AIM OF THE EXERCISE: Scan the entries below for the word "Mutex" and copy every line where it turns up.

======== DATA SUPPLIED ========

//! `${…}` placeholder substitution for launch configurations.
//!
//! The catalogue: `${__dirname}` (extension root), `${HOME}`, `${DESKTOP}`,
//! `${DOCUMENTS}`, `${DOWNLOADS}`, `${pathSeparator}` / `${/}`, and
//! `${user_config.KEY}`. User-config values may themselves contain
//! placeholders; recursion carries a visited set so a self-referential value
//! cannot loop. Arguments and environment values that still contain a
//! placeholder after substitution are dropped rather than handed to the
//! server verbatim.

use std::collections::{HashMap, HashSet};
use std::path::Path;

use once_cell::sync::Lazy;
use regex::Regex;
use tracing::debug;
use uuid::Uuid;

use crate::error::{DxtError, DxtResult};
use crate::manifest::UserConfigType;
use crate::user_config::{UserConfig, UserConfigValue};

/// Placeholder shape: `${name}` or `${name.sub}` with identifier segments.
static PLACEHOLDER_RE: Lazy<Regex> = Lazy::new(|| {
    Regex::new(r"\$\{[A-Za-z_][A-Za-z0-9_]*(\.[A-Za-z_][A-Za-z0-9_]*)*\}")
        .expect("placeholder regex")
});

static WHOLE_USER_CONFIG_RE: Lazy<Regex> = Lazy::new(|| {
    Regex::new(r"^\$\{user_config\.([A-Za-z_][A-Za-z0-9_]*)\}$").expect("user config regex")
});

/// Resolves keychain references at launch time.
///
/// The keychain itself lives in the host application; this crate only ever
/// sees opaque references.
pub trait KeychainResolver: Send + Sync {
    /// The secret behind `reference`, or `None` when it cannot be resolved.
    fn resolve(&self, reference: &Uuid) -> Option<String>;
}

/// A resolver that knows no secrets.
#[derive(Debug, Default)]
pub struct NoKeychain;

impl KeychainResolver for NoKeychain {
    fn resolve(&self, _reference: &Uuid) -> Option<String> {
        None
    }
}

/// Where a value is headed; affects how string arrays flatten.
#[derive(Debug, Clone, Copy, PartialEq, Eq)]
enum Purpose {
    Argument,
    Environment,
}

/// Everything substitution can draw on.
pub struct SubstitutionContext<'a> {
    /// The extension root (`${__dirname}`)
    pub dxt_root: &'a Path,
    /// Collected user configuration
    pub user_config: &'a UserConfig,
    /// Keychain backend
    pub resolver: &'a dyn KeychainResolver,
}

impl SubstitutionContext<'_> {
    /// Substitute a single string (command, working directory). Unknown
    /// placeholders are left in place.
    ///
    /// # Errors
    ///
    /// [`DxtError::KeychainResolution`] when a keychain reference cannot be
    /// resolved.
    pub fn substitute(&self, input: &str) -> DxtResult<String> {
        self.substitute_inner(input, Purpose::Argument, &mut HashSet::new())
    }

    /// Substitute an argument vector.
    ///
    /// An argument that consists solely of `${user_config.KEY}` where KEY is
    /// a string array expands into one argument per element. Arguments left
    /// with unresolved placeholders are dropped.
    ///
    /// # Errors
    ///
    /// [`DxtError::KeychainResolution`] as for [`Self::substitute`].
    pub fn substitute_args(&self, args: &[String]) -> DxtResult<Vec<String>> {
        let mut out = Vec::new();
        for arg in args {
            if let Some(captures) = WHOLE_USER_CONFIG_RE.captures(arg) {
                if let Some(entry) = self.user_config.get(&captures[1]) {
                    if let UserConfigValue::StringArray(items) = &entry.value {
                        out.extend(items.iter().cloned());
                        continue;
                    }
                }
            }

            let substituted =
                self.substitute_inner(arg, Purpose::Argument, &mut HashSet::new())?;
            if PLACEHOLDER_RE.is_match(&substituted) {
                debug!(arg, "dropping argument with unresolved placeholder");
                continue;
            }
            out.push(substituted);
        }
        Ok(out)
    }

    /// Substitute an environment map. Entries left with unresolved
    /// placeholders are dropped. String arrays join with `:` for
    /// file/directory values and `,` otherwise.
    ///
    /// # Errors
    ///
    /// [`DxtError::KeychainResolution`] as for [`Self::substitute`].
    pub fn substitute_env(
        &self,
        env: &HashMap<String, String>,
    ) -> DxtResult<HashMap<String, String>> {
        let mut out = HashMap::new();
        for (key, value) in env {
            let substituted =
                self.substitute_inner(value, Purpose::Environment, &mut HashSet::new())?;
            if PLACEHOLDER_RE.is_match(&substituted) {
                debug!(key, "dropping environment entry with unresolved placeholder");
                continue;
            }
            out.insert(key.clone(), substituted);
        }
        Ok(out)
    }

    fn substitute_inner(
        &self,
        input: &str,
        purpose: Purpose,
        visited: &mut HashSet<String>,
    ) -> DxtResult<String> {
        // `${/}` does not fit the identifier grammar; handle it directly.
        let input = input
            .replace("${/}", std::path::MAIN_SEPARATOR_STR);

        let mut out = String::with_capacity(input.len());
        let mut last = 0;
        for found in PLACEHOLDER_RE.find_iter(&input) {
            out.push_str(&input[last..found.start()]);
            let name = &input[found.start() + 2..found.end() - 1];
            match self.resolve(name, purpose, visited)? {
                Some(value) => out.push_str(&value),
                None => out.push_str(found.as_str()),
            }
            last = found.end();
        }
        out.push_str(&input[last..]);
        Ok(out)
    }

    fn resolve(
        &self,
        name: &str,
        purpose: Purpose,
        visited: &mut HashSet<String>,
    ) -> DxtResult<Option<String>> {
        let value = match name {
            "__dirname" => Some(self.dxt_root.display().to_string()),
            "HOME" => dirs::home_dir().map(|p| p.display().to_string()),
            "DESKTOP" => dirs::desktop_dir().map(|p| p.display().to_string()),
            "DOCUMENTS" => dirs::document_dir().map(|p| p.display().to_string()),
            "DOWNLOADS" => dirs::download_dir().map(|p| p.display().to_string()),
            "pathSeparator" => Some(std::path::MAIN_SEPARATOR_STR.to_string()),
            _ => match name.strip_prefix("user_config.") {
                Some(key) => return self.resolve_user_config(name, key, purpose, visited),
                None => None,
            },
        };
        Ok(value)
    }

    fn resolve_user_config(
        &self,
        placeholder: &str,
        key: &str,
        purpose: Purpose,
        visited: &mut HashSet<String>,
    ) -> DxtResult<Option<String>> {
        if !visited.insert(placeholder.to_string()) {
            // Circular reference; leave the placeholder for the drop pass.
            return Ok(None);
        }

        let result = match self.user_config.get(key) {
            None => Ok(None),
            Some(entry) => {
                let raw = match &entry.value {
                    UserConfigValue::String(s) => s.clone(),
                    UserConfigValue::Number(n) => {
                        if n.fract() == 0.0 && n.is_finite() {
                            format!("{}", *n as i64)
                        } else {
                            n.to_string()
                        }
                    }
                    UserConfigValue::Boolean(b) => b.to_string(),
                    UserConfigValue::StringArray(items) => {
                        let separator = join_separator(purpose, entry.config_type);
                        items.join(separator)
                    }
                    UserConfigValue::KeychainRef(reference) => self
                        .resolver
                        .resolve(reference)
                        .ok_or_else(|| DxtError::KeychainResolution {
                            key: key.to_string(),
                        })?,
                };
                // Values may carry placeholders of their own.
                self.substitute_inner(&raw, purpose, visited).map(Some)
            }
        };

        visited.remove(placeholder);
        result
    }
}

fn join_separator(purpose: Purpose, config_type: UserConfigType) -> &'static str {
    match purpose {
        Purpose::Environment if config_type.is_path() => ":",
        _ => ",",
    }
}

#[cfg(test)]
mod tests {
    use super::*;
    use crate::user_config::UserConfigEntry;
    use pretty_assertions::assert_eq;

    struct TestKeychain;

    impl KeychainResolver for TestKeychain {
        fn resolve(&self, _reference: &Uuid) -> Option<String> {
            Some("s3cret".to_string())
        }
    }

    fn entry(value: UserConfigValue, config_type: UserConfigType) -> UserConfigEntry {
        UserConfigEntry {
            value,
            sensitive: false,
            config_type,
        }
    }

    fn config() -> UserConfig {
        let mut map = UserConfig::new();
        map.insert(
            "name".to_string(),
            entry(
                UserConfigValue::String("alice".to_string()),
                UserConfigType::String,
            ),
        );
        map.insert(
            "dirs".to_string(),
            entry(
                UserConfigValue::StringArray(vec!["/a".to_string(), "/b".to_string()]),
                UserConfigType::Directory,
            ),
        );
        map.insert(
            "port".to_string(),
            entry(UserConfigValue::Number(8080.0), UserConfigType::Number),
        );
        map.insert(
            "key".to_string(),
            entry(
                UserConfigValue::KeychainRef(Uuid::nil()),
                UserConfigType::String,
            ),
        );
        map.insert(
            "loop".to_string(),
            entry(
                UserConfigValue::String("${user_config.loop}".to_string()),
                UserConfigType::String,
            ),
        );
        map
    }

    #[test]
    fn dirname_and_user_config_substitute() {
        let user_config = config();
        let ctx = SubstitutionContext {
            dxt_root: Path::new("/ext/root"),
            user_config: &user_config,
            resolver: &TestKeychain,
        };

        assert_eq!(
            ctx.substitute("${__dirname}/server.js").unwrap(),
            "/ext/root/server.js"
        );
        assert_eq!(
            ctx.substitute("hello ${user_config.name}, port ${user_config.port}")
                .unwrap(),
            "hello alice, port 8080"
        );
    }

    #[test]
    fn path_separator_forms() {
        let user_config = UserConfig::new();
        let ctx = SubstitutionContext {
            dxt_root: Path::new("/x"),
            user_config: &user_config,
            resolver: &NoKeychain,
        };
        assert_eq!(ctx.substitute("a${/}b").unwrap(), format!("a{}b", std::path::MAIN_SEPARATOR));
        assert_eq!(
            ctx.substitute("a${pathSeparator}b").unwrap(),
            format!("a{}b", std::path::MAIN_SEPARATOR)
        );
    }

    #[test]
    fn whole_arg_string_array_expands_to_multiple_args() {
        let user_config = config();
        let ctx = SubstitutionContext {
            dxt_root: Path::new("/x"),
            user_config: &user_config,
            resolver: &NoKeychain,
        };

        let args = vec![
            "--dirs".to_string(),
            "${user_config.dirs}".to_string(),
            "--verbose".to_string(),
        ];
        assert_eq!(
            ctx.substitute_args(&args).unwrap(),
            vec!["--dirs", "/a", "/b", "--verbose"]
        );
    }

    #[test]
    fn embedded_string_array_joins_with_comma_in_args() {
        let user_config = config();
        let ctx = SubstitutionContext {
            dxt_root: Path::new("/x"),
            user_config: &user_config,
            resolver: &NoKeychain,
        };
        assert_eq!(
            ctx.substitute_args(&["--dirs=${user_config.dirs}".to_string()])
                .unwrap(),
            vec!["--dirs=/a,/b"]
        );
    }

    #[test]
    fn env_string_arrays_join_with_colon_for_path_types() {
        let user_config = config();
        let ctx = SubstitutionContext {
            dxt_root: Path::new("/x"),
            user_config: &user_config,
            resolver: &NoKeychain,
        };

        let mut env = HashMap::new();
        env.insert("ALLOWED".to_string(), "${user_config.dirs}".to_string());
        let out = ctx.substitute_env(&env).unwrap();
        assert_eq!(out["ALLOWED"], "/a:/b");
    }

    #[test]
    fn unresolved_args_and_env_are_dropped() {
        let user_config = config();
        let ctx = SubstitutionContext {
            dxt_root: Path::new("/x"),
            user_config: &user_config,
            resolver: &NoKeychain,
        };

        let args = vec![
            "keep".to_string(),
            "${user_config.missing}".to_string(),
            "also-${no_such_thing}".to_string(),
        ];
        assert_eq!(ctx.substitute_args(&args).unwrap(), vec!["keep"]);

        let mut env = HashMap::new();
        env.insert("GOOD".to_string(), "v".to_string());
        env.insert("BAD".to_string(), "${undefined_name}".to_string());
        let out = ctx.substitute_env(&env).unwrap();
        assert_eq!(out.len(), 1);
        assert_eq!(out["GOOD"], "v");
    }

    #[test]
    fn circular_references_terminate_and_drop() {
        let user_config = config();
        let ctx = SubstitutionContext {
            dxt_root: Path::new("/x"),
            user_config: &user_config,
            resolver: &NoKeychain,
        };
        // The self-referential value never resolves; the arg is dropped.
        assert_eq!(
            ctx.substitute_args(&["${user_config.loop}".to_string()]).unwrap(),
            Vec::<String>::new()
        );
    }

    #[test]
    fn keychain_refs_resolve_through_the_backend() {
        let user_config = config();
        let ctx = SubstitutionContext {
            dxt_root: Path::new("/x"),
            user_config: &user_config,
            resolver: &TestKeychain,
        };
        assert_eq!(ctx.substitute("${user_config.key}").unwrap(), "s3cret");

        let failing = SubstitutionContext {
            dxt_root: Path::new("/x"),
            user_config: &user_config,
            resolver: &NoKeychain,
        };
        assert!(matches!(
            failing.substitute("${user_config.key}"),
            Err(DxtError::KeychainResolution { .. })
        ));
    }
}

========
======== DATA SUPPLIED ========

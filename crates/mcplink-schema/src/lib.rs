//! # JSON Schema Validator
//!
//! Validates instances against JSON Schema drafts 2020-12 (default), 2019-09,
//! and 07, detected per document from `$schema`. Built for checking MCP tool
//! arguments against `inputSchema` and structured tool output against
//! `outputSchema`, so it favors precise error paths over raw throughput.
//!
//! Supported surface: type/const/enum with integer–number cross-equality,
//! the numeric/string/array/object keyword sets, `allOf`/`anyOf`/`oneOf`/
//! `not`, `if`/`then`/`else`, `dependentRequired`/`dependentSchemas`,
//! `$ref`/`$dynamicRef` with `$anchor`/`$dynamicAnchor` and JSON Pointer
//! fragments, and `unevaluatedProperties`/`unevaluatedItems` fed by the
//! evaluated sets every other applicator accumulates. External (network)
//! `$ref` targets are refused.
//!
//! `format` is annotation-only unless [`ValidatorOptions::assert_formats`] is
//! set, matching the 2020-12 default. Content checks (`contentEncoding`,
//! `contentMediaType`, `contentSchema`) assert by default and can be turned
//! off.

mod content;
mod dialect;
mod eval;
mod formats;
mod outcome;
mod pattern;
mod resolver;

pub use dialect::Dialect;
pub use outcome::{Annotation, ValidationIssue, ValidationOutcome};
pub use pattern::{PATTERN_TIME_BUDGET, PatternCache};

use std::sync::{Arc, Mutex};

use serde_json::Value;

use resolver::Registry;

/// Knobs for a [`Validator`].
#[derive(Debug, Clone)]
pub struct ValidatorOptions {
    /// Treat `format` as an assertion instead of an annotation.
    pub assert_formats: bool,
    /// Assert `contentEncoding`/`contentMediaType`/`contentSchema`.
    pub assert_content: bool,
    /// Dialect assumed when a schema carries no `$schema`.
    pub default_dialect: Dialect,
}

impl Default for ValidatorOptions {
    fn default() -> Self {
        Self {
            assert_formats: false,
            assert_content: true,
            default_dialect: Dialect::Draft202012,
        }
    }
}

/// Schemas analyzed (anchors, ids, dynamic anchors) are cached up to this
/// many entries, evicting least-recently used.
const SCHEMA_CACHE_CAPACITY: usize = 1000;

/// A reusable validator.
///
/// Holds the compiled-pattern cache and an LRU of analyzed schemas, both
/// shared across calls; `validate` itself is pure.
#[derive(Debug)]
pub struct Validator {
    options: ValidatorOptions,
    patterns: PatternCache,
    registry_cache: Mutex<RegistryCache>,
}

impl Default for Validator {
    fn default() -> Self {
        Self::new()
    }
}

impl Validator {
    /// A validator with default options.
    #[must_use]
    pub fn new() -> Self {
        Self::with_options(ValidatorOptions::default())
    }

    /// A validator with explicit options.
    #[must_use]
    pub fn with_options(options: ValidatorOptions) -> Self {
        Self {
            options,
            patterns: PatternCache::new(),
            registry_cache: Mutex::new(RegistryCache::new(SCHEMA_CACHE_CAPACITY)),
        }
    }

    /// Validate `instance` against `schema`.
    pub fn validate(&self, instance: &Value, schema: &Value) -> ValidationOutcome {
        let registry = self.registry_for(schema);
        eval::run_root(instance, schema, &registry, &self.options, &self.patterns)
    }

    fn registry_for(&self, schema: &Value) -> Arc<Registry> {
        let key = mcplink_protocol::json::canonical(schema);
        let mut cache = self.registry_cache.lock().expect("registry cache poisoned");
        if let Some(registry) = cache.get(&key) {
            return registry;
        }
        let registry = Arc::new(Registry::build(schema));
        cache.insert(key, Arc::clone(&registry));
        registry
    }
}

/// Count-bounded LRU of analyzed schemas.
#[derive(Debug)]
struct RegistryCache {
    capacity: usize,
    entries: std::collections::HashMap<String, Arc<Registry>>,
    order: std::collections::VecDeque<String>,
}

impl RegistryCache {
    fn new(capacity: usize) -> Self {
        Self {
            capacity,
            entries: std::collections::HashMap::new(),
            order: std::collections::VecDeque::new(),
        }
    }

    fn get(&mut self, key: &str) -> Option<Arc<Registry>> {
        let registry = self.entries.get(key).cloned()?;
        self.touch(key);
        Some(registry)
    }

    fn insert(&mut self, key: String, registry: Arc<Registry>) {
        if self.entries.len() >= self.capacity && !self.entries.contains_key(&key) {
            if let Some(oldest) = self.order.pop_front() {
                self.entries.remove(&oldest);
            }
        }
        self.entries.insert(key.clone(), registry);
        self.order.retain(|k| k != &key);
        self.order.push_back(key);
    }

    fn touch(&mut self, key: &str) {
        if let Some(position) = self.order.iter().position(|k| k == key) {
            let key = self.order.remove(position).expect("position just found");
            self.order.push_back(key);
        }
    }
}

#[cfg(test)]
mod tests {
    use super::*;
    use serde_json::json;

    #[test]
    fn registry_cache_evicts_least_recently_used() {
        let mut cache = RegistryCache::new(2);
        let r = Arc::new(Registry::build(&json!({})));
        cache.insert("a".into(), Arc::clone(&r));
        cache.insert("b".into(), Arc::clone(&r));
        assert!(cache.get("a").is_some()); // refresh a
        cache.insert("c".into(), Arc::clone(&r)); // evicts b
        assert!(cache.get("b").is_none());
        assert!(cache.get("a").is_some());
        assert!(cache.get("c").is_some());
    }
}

========

REPLY:
use std::sync::{Arc, Mutex};
    registry_cache: Mutex<RegistryCache>,
            registry_cache: Mutex::new(RegistryCache::new(SCHEMA_CACHE_CAPACITY)),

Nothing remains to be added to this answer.